Someone chopped up Brooklyn's much talked about fire hydrant fish pond.
Vandals, undeterred by signs saying the Bedford-Stuyvesant neighborhood tourist attraction was under surveillance, trashed the site Monday night, leaving residents and activists searching for an explanation.
Locals said vandals destroyed the strange pool of water around 9pm when they removed colourful gravel and hand-painted stones and hurled other decorations, killing around five of the pond's 100 gilled fish.
“[I found out] “I was just walking past when it happened and everything was destroyed,” said Devan Shah, a resident on the block. “It was really bad, there were shells everywhere, broken brooms. It was awful.”
Shah told the Post that he buried the fish, which had died overnight.
The aquarium, at the intersection of Tompkins Avenue and Hancock Street, was built in a two-inch hole in a wooden sidewalk filled with water from a leaking fire hydrant and quickly drew curious visitors but also drew the ire of online activists and at least one veterinarian, who called the project “animal cruelty.”
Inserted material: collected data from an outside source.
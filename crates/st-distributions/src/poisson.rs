//! Poisson distribution.

use crate::distribution::DiscreteDistribution;
use crate::moments::{Moments, Summary};
use crate::random::UniformSource;
use st_core::{ensure, errors::Result, Natural, Probability, Real};
use st_special::gamma::ln_gamma;

/// Poisson distribution with rate `λ`.
#[derive(Debug, Clone, Copy, PartialEq)]
pub struct Poisson {
    lambda: Real,
}

impl Poisson {
    /// Create a Poisson distribution with the given rate.
    pub fn new(lambda: Real) -> Result<Self> {
        ensure!(
            lambda.is_finite() && lambda > 0.0,
            "lambda must be positive, got {lambda}"
        );
        Ok(Self { lambda })
    }

    /// Rate parameter λ.
    pub fn lambda(&self) -> Real {
        self.lambda
    }
}

impl DiscreteDistribution for Poisson {
    fn pmf(&self, k: Natural) -> Real {
        // e^{-λ}·λ^k/k! evaluated in log space so large k does not
        // overflow the numerator and denominator separately
        let k = k as Real;
        (k * self.lambda.ln() - self.lambda - ln_gamma(k + 1.0)).exp()
    }

    fn cdf(&self, x: Real) -> Real {
        if x.is_nan() {
            return Real::NAN;
        }
        if x < 0.0 {
            return 0.0;
        }
        let mut sum = 0.0;
        for k in 0..=x.floor() as Natural {
            sum += self.pmf(k);
        }
        sum.min(1.0)
    }

    fn ppf(&self, p: Probability) -> Real {
        if !(0.0..=1.0).contains(&p) {
            return Real::NAN;
        }
        if p >= 1.0 {
            return Real::INFINITY;
        }
        let mut k: Natural = 0;
        let mut cumulative = 0.0;
        loop {
            let mass = self.pmf(k);
            cumulative += mass;
            if cumulative >= p {
                return k as Real;
            }
            // Past the mode the mass underflows before the cumulative
            // sum can close the rounding gap to p; stop rather than
            // scan forever.
            if mass == 0.0 && k as Real > self.lambda {
                return k as Real;
            }
            k += 1;
        }
    }

    fn summary(&self, which: Moments) -> Summary {
        let l = self.lambda;
        Summary::build(
            which,
            || l,
            || l,
            || l.powf(-0.5),
            || 1.0 / l,
        )
    }

    fn rvs(&self, src: &mut dyn UniformSource) -> Natural {
        // Product-of-uniforms method: multiply uniform draws until the
        // product drops below e^{-λ}
        let threshold = (-self.lambda).exp();
        let mut k: Natural = 0;
        let mut product = 1.0;
        loop {
            k += 1;
            product *= src.next_uniform();
            if product <= threshold {
                break;
            }
        }
        k - 1
    }
}

#[cfg(test)]
mod tests {
    use super::*;
    use crate::random::MersenneTwister;

    fn dist() -> Poisson {
        Poisson::new(5.0).unwrap()
    }

    #[test]
    fn invalid_parameters_rejected() {
        assert!(Poisson::new(0.0).is_err());
        assert!(Poisson::new(-1.0).is_err());
    }

    #[test]
    fn pmf_known_values() {
        let d = dist();
        assert!((d.pmf(5) - 0.17547).abs() < 1e-5);
        // P(X=0) = e^{-5}
        assert!((d.pmf(0) - (-5.0_f64).exp()).abs() < 1e-10);
    }

    #[test]
    fn cdf_known_values() {
        let d = dist();
        assert!((d.cdf(5.0) - 0.61596).abs() < 1e-5);
        assert!((d.sf(5.0) - 0.38404).abs() < 1e-5);
        assert_eq!(d.cdf(-1.0), 0.0);
        assert!((d.cdf(50.0) - 1.0).abs() < 1e-10);
    }

    #[test]
    fn cdf_floors_its_argument() {
        let d = dist();
        assert_eq!(d.cdf(5.7), d.cdf(5.0));
    }

    #[test]
    fn ppf_known_values() {
        let d = dist();
        assert_eq!(d.ppf(0.5), 5.0);
        assert_eq!(d.isf(0.5), 5.0);
        assert_eq!(d.ppf(1.0), Real::INFINITY);
        assert!(d.ppf(-0.1).is_nan());
    }

    #[test]
    fn ppf_inverts_cdf() {
        let d = dist();
        for p in [0.05, 0.25, 0.5, 0.75, 0.95] {
            let k = d.ppf(p);
            assert!(d.cdf(k) >= p, "cdf(ppf({p})) = {}", d.cdf(k));
            if k > 0.0 {
                assert!(d.cdf(k - 1.0) < p, "ppf({p}) = {k} is not minimal");
            }
        }
    }

    #[test]
    fn summary_values() {
        let s = dist().summary(Moments::ALL);
        assert_eq!(s.mean, Some(5.0));
        assert_eq!(s.variance, Some(5.0));
        assert!((s.skew.unwrap() - 0.44721).abs() < 1e-5);
        assert!((s.kurtosis.unwrap() - 0.2).abs() < 1e-9);
    }

    #[test]
    fn sample_mean_is_near_lambda() {
        let d = dist();
        let mut src = MersenneTwister::new(42);
        let n = 10_000;
        let sum: Real = (0..n).map(|_| d.rvs(&mut src) as Real).sum();
        let mean = sum / n as Real;
        assert!((mean - 5.0).abs() < 0.15, "sample mean {mean}");
    }
}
Shah, who has lived on Hancock Street for more than 10 years, is an architect who is working to expand the pond and turn it into a “landmark.” The pond's builders are raising $5,000 through GoFundMe to install a filtration system and help the fish survive in the pond through the winter.
But some people will be happy that the shallow “pond” will be gone for good and the fish will be relocated elsewhere.
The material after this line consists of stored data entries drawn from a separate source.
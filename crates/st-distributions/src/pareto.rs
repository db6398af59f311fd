//! Pareto distribution.

use crate::distribution::ContinuousDistribution;
use crate::moments::{Moments, Summary};
use crate::random::UniformSource;
use st_core::{ensure, errors::Result, Probability, Real};

/// Pareto distribution with minimum `x_m` and shape `α`, supported on
/// `[x_m, ∞)`.
#[derive(Debug, Clone, Copy, PartialEq)]
pub struct Pareto {
    minimum: Real,
    shape: Real,
}

impl Pareto {
    /// Create a Pareto distribution with the given minimum and shape.
    pub fn new(minimum: Real, shape: Real) -> Result<Self> {
        ensure!(
            minimum.is_finite() && minimum > 0.0,
            "minimum must be positive, got {minimum}"
        );
        ensure!(
            shape.is_finite() && shape > 0.0,
            "shape must be positive, got {shape}"
        );
        Ok(Self { minimum, shape })
    }

    /// Scale (minimum) parameter x_m.
    pub fn minimum(&self) -> Real {
        self.minimum
    }

    /// Shape parameter α.
    pub fn shape(&self) -> Real {
        self.shape
    }
}

impl ContinuousDistribution for Pareto {
    fn pdf(&self, x: Real) -> Real {
        if x < self.minimum {
            return 0.0;
        }
        let (xm, a) = (self.minimum, self.shape);
        a * xm.powf(a) / x.powf(a + 1.0)
    }

    fn cdf(&self, x: Real) -> Real {
        if x < self.minimum {
            return 0.0;
        }
        1.0 - (self.minimum / x).powf(self.shape)
    }

    fn ppf(&self, p: Probability) -> Real {
        if !(0.0..=1.0).contains(&p) {
            return Real::NAN;
        }
        self.minimum * (1.0 - p).powf(-1.0 / self.shape)
    }

    fn summary(&self, which: Moments) -> Summary {
        let (xm, a) = (self.minimum, self.shape);
        Summary::build(
            which,
            || {
                if a > 1.0 {
                    a * xm / (a - 1.0)
                } else {
                    Real::INFINITY
                }
            },
            || {
                if a > 2.0 {
                    xm * xm * a / ((a - 1.0) * (a - 1.0) * (a - 2.0))
                } else {
                    Real::INFINITY
                }
            },
            || {
                if a > 3.0 {
                    2.0 * (1.0 + a) / (a - 3.0) * ((a - 2.0) / a).sqrt()
                } else {
                    Real::NAN
                }
            },
            || {
                if a > 4.0 {
                    6.0 * (a * a * a + a * a - 6.0 * a - 2.0)
                        / (a * (a - 3.0) * (a - 4.0))
                } else {
                    Real::NAN
                }
            },
        )
    }

    fn rvs(&self, src: &mut dyn UniformSource) -> Real {
        self.ppf(src.next_open())
    }
}
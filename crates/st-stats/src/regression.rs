//! Closed-form least-squares regression models.

use crate::descriptive::{correlation, covariance, mean, variance};
use st_core::errors::{Error, Result};
use st_core::Real;

/// Simple linear regression `y ≈ α + β·x`, fit by ordinary least
/// squares over the descriptive statistics.
#[derive(Debug, Clone, Copy, PartialEq)]
pub struct SimpleLinearRegression {
    alpha: Real,
    beta: Real,
    r: Real,
}

impl SimpleLinearRegression {
    /// Fit a line to the paired data.
    pub fn fit(xs: &[Real], ys: &[Real]) -> Result<Self> {
        check_paired(xs, ys)?;
        let beta = covariance(xs, ys) / variance(xs);
        let alpha = mean(ys) - beta * mean(xs);
        Ok(Self {
            alpha,
            beta,
            r: correlation(xs, ys),
        })
    }

    /// Intercept α.
    pub fn alpha(&self) -> Real {
        self.alpha
    }

    /// Slope β.
    pub fn beta(&self) -> Real {
        self.beta
    }

    /// Pearson correlation coefficient of the fit.
    pub fn r(&self) -> Real {
        self.r
    }

    /// Predicted response at `x`.
    pub fn predict(&self, x: Real) -> Real {
        self.alpha + self.beta * x
    }
}

/// Power-law regression `y ≈ α·x^β`: a linear fit in log-log space.
#[derive(Debug, Clone, Copy, PartialEq)]
pub struct PowerRegression {
    alpha: Real,
    beta: Real,
    r: Real,
}

impl PowerRegression {
    /// Fit a power law to the paired data.  All values must be
    /// positive, since the fit runs on logarithms.
    pub fn fit(xs: &[Real], ys: &[Real]) -> Result<Self> {
        check_paired(xs, ys)?;
        if xs.iter().chain(ys).any(|&v| v <= 0.0) {
            return Err(Error::Precondition(
                "power regression requires positive data".into(),
            ));
        }
        let log_x: Vec<Real> = xs.iter().map(|x| x.ln()).collect();
        let log_y: Vec<Real> = ys.iter().map(|y| y.ln()).collect();

        let line = SimpleLinearRegression::fit(&log_x, &log_y)?;
        Ok(Self {
            alpha: line.alpha().exp(),
            beta: line.beta(),
            r: line.r(),
        })
    }

    /// Multiplier α.
    pub fn alpha(&self) -> Real {
        self.alpha
    }

    /// Exponent β.
    pub fn beta(&self) -> Real {
        self.beta
    }

    /// Correlation coefficient of the log-log fit.
    pub fn r(&self) -> Real {
        self.r
    }

    /// Predicted response at `x`.
    pub fn predict(&self, x: Real) -> Real {
        self.alpha * x.powf(self.beta)
    }
}

fn check_paired(xs: &[Real], ys: &[Real]) -> Result<()> {
    if xs.len() != ys.len() {
        return Err(Error::Precondition(format!(
            "x ({}) and y ({}) must be paired",
            xs.len(),
            ys.len()
        )));
    }
    if xs.len() < 2 {
        return Err(Error::Precondition(
            "regression requires at least two points".into(),
        ));
    }
    Ok(())
}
“In these conditions, the fish would die anyway,” said veterinarian and Wet Pet Vets founder Ben Roosenbloom, “or at least, at this depth and water level, there's virtually no chance they'd survive the winter, not to mention chemical runoff from road salt.”
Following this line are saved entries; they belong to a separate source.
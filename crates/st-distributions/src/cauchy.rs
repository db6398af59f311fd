//! Cauchy (Lorentz) distribution.

use crate::distribution::ContinuousDistribution;
use crate::moments::{Moments, Summary};
use crate::random::UniformSource;
use st_core::{ensure, errors::Result, Probability, Real};
use st_special::erf::inverse_erf;
use std::f64::consts::{FRAC_1_PI, PI, SQRT_2};

/// Cauchy distribution with location `μ` and scale `γ`.
///
/// No moments exist for any parameter values: all four summary moments
/// are NaN.
#[derive(Debug, Clone, Copy, PartialEq)]
pub struct Cauchy {
    location: Real,
    scale: Real,
}

impl Cauchy {
    /// Create a Cauchy distribution with the given location and scale.
    pub fn new(location: Real, scale: Real) -> Result<Self> {
        ensure!(location.is_finite(), "location must be finite, got {location}");
        ensure!(
            scale.is_finite() && scale > 0.0,
            "scale must be positive, got {scale}"
        );
        Ok(Self { location, scale })
    }

    /// Location parameter μ.
    pub fn location(&self) -> Real {
        self.location
    }

    /// Scale parameter γ.
    pub fn scale(&self) -> Real {
        self.scale
    }
}

impl ContinuousDistribution for Cauchy {
    fn pdf(&self, x: Real) -> Real {
        let z = (x - self.location) / self.scale;
        1.0 / (PI * self.scale * (1.0 + z * z))
    }

    fn cdf(&self, x: Real) -> Real {
        FRAC_1_PI * ((x - self.location) / self.scale).atan() + 0.5
    }

    fn ppf(&self, p: Probability) -> Real {
        if !(0.0..=1.0).contains(&p) {
            return Real::NAN;
        }
        if p == 0.0 {
            return Real::NEG_INFINITY;
        }
        if p == 1.0 {
            return Real::INFINITY;
        }
        self.scale * (PI * (p - 0.5)).tan() + self.location
    }

    fn summary(&self, which: Moments) -> Summary {
        Summary::build(
            which,
            || Real::NAN,
            || Real::NAN,
            || Real::NAN,
            || Real::NAN,
        )
    }

    fn rvs(&self, src: &mut dyn UniformSource) -> Real {
        // Ratio of two standard normal draws
        let u = standard_normal(src);
        let v = loop {
            let v = standard_normal(src);
            if v != 0.0 {
                break v;
            }
        };
        self.scale * (u / v) + self.location
    }
}

fn standard_normal(src: &mut dyn UniformSource) -> Real {
    SQRT_2 * inverse_erf(2.0 * src.next_open() - 1.0)
}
Rosenbloom called the vandalism a “tragic but relatively unsurprising consequence of this bizarre project.”
“Please move them to a suitable pond or larger aquarium,” the vet said. “Again, these are completely unsuitable environments for fish to live in, and this vandalism is just one consequence of that.”
Neighbours Emily Campbell and Max David “rescued” around 30 fish from the pond earlier this month with the aim of finding them new homes with more suitable living conditions.
Campbell said Tuesday that as far as she knows, no one would “perform or approve this type of vandalism.”
“It was destructive and disrespectful to the fish and the community,” she said.
“Unfortunately, this kind of vandalism was predictable. One of the reasons I tried to save the fish in the first place was that these people might realize that while the fire hydrant pond was a fun place, it wasn't a safe place for the fish.”
Undaunted by the vandalism, pond co-creator Hajj Malik Lovick arrived at the site before dawn to clean up. His aunt, affectionately known to neighbours as “Auntie Lovick,” was at the pond by 6am and began rebuilding it, adding soil from her own garden.
“I just decorated this place yesterday,” she lamented, “and I've been sitting here crying and crying, but now it's time to get busy.”
There are two security cameras installed in front of the pond, but site management staff said Lovick was told the cameras were not working.
“But I'm not blaming anyone either. I'm just focused on making sure the aquarium is OK,” he said.
The pond's creators aren't slowing down, posting on social media on September 1st about a giveaway of school supplies, backpacks and a “goldfish adoption” event.
Shah told The Post that organizers hope to install plexiglass and solar panels to secure a more permanent structure for the pond in the coming months.
“The city is the canvas and kids can see that it's not just bureaucracy and government,” Shah said.
“It's magic. It's a kind of magic in the city.”